Dr. Jennifer Hahn-Holbrook is an Assistant Professor of Psychology at UC Merced and the Director of the LATCH Lab.  The LATCH Lab studies how psychological, biological, and environmental factors shape the health of mothers and their children. Using interdisciplinary approaches, Dr. Hahn-Holbrook is interested in how our rapidly changing world (in terms of technology, nutrition, employment patterns, etc.) impacts maternal-child health. Currently, the Latch Lab is working on projects investigating how breastfeeding shapes child development, the maternal factors that influence breastfeeding and breast milk composition, and the biopsychosocial predictors of postpartum depression. In collaboration with postdoctoral fellows, graduate students, and undergraduate researchers, Dr. Hahn-Holbrook conducts basic research and fosters community and industry partnerships to address key health problems for families. 

 

Elif Isbell

Email: eisbell@ucmerced.edu
Lab website: https://www.idearesearch.org/

Dr.
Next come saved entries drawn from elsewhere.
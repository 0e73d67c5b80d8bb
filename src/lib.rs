// Zap Manejo - Core Library
// Farm chat messages (births, deaths, rain, temperature, weather) → records
// Exposes all modules for use in CLI, webhook server, and tests

pub mod account;
pub mod area;
pub mod breed;
pub mod chat;
pub mod config;
pub mod date;
pub mod db;
pub mod sanitize;
pub mod textmsg;

#[cfg(feature = "server")]
pub mod server;

// Re-export commonly used types
pub use account::{find_account_by_phone_number, phone_number_variants, Team};
pub use area::{Area, AreaParser, AreaResolver};
pub use breed::{Breed, BreedMatcher};
pub use chat::{
    classify, get_parser, process_entries,
    BaseContext, ChatMessage, DispatchOutcome, Language, Parser, RecordKind, References, Sex,
    BirthMessage, DeathMessage, RainMessage, TemperatureMessage, WeatherMessage,
};
pub use config::{Config, ConfigError};
pub use db::{setup_database, GLOBAL_ACCOUNT};
pub use textmsg::{sender_from_config, LogSender, MessageSender, SendError, WhatsAppSender};

/// Library version
pub const VERSION: &str = env!("CARGO_PKG_VERSION");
Elif Isbell is the director of the IDEA (Isbell Development, Experiences, and Achievement) Lab. Her research focuses on how children and adolescents control their attention and actions, especially in the face of distractions and behavioral choices that conflict with their goals. Her research group studies the neurodevelopment of these cognitive control skills, how these skills are supported in households and classrooms, and how these skills contribute to academic readiness and achievement.

 

 

 

Alexandra MainAlexandra Main

Email: amain@ucmerced.edu
Lab website: https://sites.ucmerced.edu/amainlab

Professor Alexandra Main received her PhD from UC Berkeley and completed her postdoctoral work at UC Merced. Her research focuses on social and emotional development of children and adolescents within the family context. Specifically, she is interested in the development of empathy and emotion regulation and how these processes are shaped by temperament, family, and culture. She is currently working on projects investigating communication of empathy between parents and adolescents, how cultural orientations influence family emotional communication, and the implications of these processes for psychological and physical health.

 

Rose Scott

Email: rscott@ucmerced.edu
Lab website: https://sites.ucmerced.edu/cecl

Professor Rose Scott received her PhD from the University of Illinois at Urbana-Champaign. Her research examines cognitive development and language learning in infants, toddlers, and preschoolers. Much of her work focuses on the development of children's social cognition. She has several ongoing projects that investigate children's understanding of other people's goals, thoughts, and feelings. In particular, she is interested in how children's environment, especially interactions with parents and siblings, influence this understanding. She is also interested in how children learn about and interact with social groups (i.e. race, ethnicity, gender) in their environment.

 

 

Eric Walle

Email: ewalle@ucmerced.edu
Lab website: https://idlab.ucmerced.edu

Professor Eric Walle received his PhD at the University of California, Berkeley. His research focuses on the development of social and emotional processes. Specifically, he seeks to understand how infants and children understand emotions and interact with their family members. His current research is looking into how young children’s growing cognitive development helps them to understand other people’s emotions, as well as how children may help family members who have recently immigrated understand American emotion norms. Additionally, he is studying how the onset of walking impacts infant social, cognitive, and language development.